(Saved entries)
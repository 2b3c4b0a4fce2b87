use chess_ai_assistant::config::DEFAULT_SECRETS_FILE;
use chess_ai_assistant::query::{parse_menu_choice, MenuChoice, PREDEFINED_QUERIES};
use chess_ai_assistant::{AssistantConfig, ChessAssistant, SearchMode};
use clap::Parser;
use std::io::{self, BufRead, Write};
use std::path::PathBuf;

#[derive(Parser)]
#[command(author, version, about = "Run predefined searches against the game index", long_about = None)]
struct Args {
    /// Secrets file with KEY=VALUE lines
    #[arg(short, long, default_value = DEFAULT_SECRETS_FILE)]
    secrets: PathBuf,

    /// Index directory
    #[arg(short, long)]
    embeddings_dir: Option<PathBuf>,

    /// Dataset to search (newest index when omitted)
    #[arg(short, long)]
    dataset: Option<String>,

    /// Games per query
    #[arg(short, long, default_value = "5")]
    num_results: usize,
}

#[tokio::main]
async fn main() -> Result<(), Box<dyn std::error::Error>> {
    env_logger::Builder::from_env(env_logger::Env::default().default_filter_or("warn")).init();
    let args = Args::parse();

    let mut config = AssistantConfig::load(&args.secrets)?;
    if let Some(dir) = args.embeddings_dir {
        config = config.with_embeddings_dir(dir);
    }
    let assistant = ChessAssistant::from_config(&config)?;
    let search = assistant.search();

    let stdin = io::stdin();
    let mut lines = stdin.lock().lines();
    loop {
        println!("\nChess Game Search");
        println!("=================");
        for (i, query) in PREDEFINED_QUERIES.iter().enumerate() {
            println!("{}. {}", i + 1, query);
        }
        println!("{}. Exit", PREDEFINED_QUERIES.len() + 1);
        print!("\nEnter choice number or type your own search query: ");
        io::stdout().flush()?;

        let Some(line) = lines.next() else { break };
        let query = match parse_menu_choice(&line?) {
            MenuChoice::Query(query) => query,
            MenuChoice::Exit => break,
            MenuChoice::Invalid => {
                println!("Invalid selection, try again.");
                continue;
            }
        };

        println!("\nSearching: {}\n", query);
        match search
            .search_games(&query, args.num_results, args.dataset.as_deref(), SearchMode::Console)
            .await
        {
            Ok(outcome) => println!("{}", outcome.into_text()),
            Err(e) => println!("Search failed: {}", e),
        }
    }
    println!("Goodbye!");
    Ok(())
}
use chess_ai_assistant::config::DEFAULT_SECRETS_FILE;
use chess_ai_assistant::{server, AssistantConfig, ChessAssistant};
use clap::Parser;
use std::net::SocketAddr;
use std::path::PathBuf;

#[derive(Parser)]
#[command(author, version, about = "Serve the chess buddy and player analysis in the browser", long_about = None)]
struct Args {
    /// Secrets file with KEY=VALUE lines
    #[arg(short, long, default_value = DEFAULT_SECRETS_FILE)]
    secrets: PathBuf,

    /// Address to listen on (overrides CHESS_ASSISTANT_BIND)
    #[arg(short, long)]
    bind: Option<SocketAddr>,

    /// Directory holding index metadata and databases
    #[arg(long)]
    embeddings_dir: Option<PathBuf>,

    /// Directory for saved games
    #[arg(long)]
    saves_dir: Option<PathBuf>,
}

#[tokio::main]
async fn main() -> Result<(), Box<dyn std::error::Error>> {
    env_logger::Builder::from_env(env_logger::Env::default().default_filter_or("info")).init();
    let args = Args::parse();

    let mut config = AssistantConfig::load(&args.secrets)?;
    if let Some(bind) = args.bind {
        config = config.with_bind(bind);
    }
    if let Some(dir) = args.embeddings_dir {
        config = config.with_embeddings_dir(dir);
    }
    if let Some(dir) = args.saves_dir {
        config = config.with_saves_dir(dir);
    }

    log::info!(
        "Chat model {}, embeddings in {}, saves in {}",
        config.chat_model,
        config.embeddings_dir.display(),
        config.saves_dir.display()
    );
    let assistant = ChessAssistant::from_config(&config)?;
    server::serve(assistant, config.bind).await?;
    Ok(())
}
//! Runtime configuration.
//!
//! Values come from a local secrets file of `KEY=VALUE` lines and are
//! overridden by process environment variables of the same name.

use crate::errors::{AssistantError, Result};
use std::collections::HashMap;
use std::net::SocketAddr;
use std::path::{Path, PathBuf};
use std::time::Duration;

pub const DEFAULT_SECRETS_FILE: &str = ".env";
pub const DEFAULT_BASE_URL: &str = "https://api.openai.com/v1";
pub const DEFAULT_CHAT_MODEL: &str = "gpt-3.5-turbo";
pub const DEFAULT_EMBEDDING_MODEL: &str = "text-embedding-3-large";
pub const DEFAULT_BIND: &str = "127.0.0.1:8501";

pub const API_KEY_VAR: &str = "OPENAI_API_KEY";
pub const MODEL_VAR: &str = "MODEL";
pub const BASE_URL_VAR: &str = "OPENAI_BASE_URL";
pub const EMBEDDING_MODEL_VAR: &str = "EMBEDDING_MODEL";
pub const BIND_VAR: &str = "CHESS_ASSISTANT_BIND";
pub const TIMEOUT_VAR: &str = "CHESS_ASSISTANT_TIMEOUT_SECS";

/// Assistant configuration
#[derive(Debug, Clone)]
pub struct AssistantConfig {
    pub api_key: String,
    pub base_url: String,
    pub chat_model: String,
    pub embedding_model: String,
    pub bind: SocketAddr,
    pub request_timeout: Duration,
    pub data_dir: PathBuf,
    pub embeddings_dir: PathBuf,
    pub saves_dir: PathBuf,
}

impl AssistantConfig {
    /// Load from the secrets file (missing file is fine) plus the environment
    pub fn load<P: AsRef<Path>>(secrets_path: P) -> Result<Self> {
        let mut values = read_secrets_file(secrets_path.as_ref())?;
        for key in [
            API_KEY_VAR,
            MODEL_VAR,
            BASE_URL_VAR,
            EMBEDDING_MODEL_VAR,
            BIND_VAR,
            TIMEOUT_VAR,
        ] {
            if let Ok(value) = std::env::var(key) {
                values.insert(key.to_string(), value);
            }
        }
        Self::from_values(&values)
    }

    /// Build from already collected key/value pairs
    pub fn from_values(values: &HashMap<String, String>) -> Result<Self> {
        let api_key = values
            .get(API_KEY_VAR)
            .map(|v| v.trim().to_string())
            .filter(|v| !v.is_empty())
            .ok_or_else(|| crate::config_error!("Please set {} in your .env file", API_KEY_VAR))?;

        let get = |key: &str, default: &str| {
            values
                .get(key)
                .map(|v| v.trim())
                .filter(|v| !v.is_empty())
                .unwrap_or(default)
                .to_string()
        };

        let bind_str = get(BIND_VAR, DEFAULT_BIND);
        let bind: SocketAddr = bind_str
            .parse()
            .map_err(|_| crate::validation_error!(BIND_VAR, bind_str, "host:port socket address"))?;

        let timeout_str = get(TIMEOUT_VAR, "60");
        let timeout_secs: u64 = timeout_str
            .parse()
            .map_err(|_| crate::validation_error!(TIMEOUT_VAR, timeout_str, "whole seconds"))?;

        Ok(Self {
            api_key,
            base_url: get(BASE_URL_VAR, DEFAULT_BASE_URL)
                .trim_end_matches('/')
                .to_string(),
            chat_model: get(MODEL_VAR, DEFAULT_CHAT_MODEL),
            embedding_model: get(EMBEDDING_MODEL_VAR, DEFAULT_EMBEDDING_MODEL),
            bind,
            request_timeout: Duration::from_secs(timeout_secs),
            data_dir: PathBuf::from("data"),
            embeddings_dir: PathBuf::from("embeddings"),
            saves_dir: PathBuf::from("saves"),
        })
    }

    pub fn with_data_dir<P: Into<PathBuf>>(mut self, dir: P) -> Self {
        self.data_dir = dir.into();
        self
    }

    pub fn with_embeddings_dir<P: Into<PathBuf>>(mut self, dir: P) -> Self {
        self.embeddings_dir = dir.into();
        self
    }

    pub fn with_saves_dir<P: Into<PathBuf>>(mut self, dir: P) -> Self {
        self.saves_dir = dir.into();
        self
    }

    pub fn with_bind(mut self, bind: SocketAddr) -> Self {
        self.bind = bind;
        self
    }
}

/// Parse a `KEY=VALUE` secrets file. Blank lines and `#` comments are
/// skipped, `export ` prefixes and surrounding quotes are removed.
pub fn parse_secrets(content: &str) -> HashMap<String, String> {
    let mut values = HashMap::new();
    for line in content.lines() {
        let line = line.trim();
        if line.is_empty() || line.starts_with('#') {
            continue;
        }
        let line = line.strip_prefix("export ").unwrap_or(line);
        let Some((key, value)) = line.split_once('=') else {
            continue;
        };
        let value = value.trim();
        let value = value
            .strip_prefix('"')
            .and_then(|v| v.strip_suffix('"'))
            .or_else(|| value.strip_prefix('\'').and_then(|v| v.strip_suffix('\'')))
            .unwrap_or(value);
        values.insert(key.trim().to_string(), value.to_string());
    }
    values
}

fn read_secrets_file(path: &Path) -> Result<HashMap<String, String>> {
    match std::fs::read_to_string(path) {
        Ok(content) => {
            log::debug!("Loaded secrets from {}", path.display());
            Ok(parse_secrets(&content))
        }
        Err(e) if e.kind() == std::io::ErrorKind::NotFound => {
            log::debug!("No secrets file at {}, using environment only", path.display());
            Ok(HashMap::new())
        }
        Err(e) => Err(AssistantError::IoError(format!(
            "Failed to read secrets file {}: {}",
            path.display(),
            e
        ))),
    }
}

#[cfg(test)]
mod tests {
    use super::*;

    fn values(pairs: &[(&str, &str)]) -> HashMap<String, String> {
        pairs
            .iter()
            .map(|(k, v)| (k.to_string(), v.to_string()))
            .collect()
    }

    #[test]
    fn test_parse_secrets() {
        let parsed = parse_secrets(
            "# comment\nOPENAI_API_KEY=\"sk-test\"\n\nexport MODEL='gpt-4o-mini'\nBROKEN LINE\n",
        );
        assert_eq!(parsed.get("OPENAI_API_KEY").unwrap(), "sk-test");
        assert_eq!(parsed.get("MODEL").unwrap(), "gpt-4o-mini");
        assert_eq!(parsed.len(), 2);
    }

    #[test]
    fn test_defaults() {
        let config = AssistantConfig::from_values(&values(&[(API_KEY_VAR, "sk-test")])).unwrap();
        assert_eq!(config.chat_model, DEFAULT_CHAT_MODEL);
        assert_eq!(config.embedding_model, DEFAULT_EMBEDDING_MODEL);
        assert_eq!(config.base_url, DEFAULT_BASE_URL);
        assert_eq!(config.bind, DEFAULT_BIND.parse().unwrap());
        assert_eq!(config.request_timeout, Duration::from_secs(60));
    }

    #[test]
    fn test_missing_api_key() {
        let err = AssistantConfig::from_values(&values(&[(MODEL_VAR, "gpt-4o")])).unwrap_err();
        assert!(err.to_string().contains(API_KEY_VAR));
    }

    #[test]
    fn test_base_url_trailing_slash_and_bad_bind() {
        let config = AssistantConfig::from_values(&values(&[
            (API_KEY_VAR, "sk-test"),
            (BASE_URL_VAR, "http://localhost:11434/v1/"),
        ]))
        .unwrap();
        assert_eq!(config.base_url, "http://localhost:11434/v1");

        let err = AssistantConfig::from_values(&values(&[
            (API_KEY_VAR, "sk-test"),
            (BIND_VAR, "not-an-address"),
        ]))
        .unwrap_err();
        assert!(matches!(err, AssistantError::ValidationError { .. }));
    }

    #[test]
    fn test_load_reads_secrets_file() {
        let dir = tempfile::tempdir().unwrap();
        let path = dir.path().join("secrets.env");
        std::fs::write(&path, "OPENAI_API_KEY=sk-from-file\n").unwrap();
        let config = AssistantConfig::load(&path).unwrap();
        // The environment may override; either way a key is present.
        assert!(!config.api_key.is_empty());
    }
}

▸ **What is being asked**
If a line in the records above has the word "Builder", copy it.

▸ **Result below**
    env_logger::Builder::from_env(env_logger::Env::default().default_filter_or("warn")).init();
    env_logger::Builder::from_env(env_logger::Env::default().default_filter_or("info")).init();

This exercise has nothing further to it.